[Dataset entries]
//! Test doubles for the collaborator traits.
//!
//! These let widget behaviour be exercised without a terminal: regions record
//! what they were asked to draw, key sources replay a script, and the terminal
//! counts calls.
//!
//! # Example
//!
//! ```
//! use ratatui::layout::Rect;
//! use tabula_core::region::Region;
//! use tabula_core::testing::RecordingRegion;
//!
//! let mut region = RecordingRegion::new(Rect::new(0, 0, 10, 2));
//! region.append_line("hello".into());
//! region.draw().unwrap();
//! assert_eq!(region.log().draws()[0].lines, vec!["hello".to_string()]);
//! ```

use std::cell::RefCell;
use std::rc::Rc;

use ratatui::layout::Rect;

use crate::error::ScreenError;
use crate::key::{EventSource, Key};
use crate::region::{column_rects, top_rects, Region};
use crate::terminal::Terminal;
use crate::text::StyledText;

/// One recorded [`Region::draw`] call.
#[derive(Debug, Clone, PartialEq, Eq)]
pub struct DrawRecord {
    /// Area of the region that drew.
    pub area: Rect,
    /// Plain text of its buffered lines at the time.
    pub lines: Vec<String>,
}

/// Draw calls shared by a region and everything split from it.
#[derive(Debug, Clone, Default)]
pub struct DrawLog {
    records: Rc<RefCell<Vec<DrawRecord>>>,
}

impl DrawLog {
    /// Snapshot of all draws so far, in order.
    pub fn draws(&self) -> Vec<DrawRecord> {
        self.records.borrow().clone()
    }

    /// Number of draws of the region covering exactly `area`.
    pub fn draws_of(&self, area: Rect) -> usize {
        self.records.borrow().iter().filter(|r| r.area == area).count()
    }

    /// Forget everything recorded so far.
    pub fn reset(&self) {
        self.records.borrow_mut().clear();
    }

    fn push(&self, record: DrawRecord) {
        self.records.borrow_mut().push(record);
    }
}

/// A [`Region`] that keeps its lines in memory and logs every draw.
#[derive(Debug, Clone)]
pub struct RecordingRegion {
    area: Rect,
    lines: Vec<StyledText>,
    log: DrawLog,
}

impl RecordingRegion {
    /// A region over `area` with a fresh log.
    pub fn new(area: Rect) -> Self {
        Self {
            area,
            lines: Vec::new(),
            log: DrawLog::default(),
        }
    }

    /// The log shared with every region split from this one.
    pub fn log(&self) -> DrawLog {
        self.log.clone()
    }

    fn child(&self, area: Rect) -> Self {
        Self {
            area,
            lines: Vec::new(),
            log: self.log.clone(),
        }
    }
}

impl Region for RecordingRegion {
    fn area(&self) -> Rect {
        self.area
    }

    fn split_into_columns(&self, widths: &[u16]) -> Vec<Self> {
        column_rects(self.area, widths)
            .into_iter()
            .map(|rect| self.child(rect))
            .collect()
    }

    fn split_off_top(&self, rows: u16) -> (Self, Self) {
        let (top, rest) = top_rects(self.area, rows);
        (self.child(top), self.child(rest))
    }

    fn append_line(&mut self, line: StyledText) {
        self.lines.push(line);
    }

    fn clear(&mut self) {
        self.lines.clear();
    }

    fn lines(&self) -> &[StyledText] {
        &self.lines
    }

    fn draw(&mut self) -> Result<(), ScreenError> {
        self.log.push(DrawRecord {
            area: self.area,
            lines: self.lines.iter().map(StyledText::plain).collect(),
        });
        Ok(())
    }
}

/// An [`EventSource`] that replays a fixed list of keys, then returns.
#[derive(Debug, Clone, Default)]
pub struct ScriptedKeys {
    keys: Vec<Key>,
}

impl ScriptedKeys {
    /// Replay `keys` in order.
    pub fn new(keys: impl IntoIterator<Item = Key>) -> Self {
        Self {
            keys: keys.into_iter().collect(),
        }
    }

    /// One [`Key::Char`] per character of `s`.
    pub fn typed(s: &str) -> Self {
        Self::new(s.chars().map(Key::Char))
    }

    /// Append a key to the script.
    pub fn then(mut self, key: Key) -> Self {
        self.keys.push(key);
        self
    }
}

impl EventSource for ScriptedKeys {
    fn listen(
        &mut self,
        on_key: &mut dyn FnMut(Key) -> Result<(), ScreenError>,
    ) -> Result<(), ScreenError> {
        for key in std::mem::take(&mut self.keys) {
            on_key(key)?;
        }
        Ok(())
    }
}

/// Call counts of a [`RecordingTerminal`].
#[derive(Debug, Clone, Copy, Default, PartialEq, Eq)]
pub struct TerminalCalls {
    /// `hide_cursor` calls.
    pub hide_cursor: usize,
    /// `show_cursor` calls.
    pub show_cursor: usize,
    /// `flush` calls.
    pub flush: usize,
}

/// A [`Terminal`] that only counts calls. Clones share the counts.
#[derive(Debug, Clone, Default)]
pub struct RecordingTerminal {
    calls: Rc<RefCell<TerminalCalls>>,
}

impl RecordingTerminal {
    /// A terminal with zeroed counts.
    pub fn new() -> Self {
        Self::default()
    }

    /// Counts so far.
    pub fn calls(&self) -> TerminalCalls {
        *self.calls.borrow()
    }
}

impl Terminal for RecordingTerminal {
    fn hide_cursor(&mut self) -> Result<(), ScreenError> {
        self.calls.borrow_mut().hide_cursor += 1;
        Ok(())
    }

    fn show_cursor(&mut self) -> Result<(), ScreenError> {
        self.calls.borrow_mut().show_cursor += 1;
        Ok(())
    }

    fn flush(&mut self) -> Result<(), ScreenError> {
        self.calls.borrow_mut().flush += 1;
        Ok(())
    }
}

**What the task requires**
Within the entries above, find every line where the string "everything" occurs, and copy it.

**Result**
/// Draw calls shared by a region and everything split from it.
    /// Forget everything recorded so far.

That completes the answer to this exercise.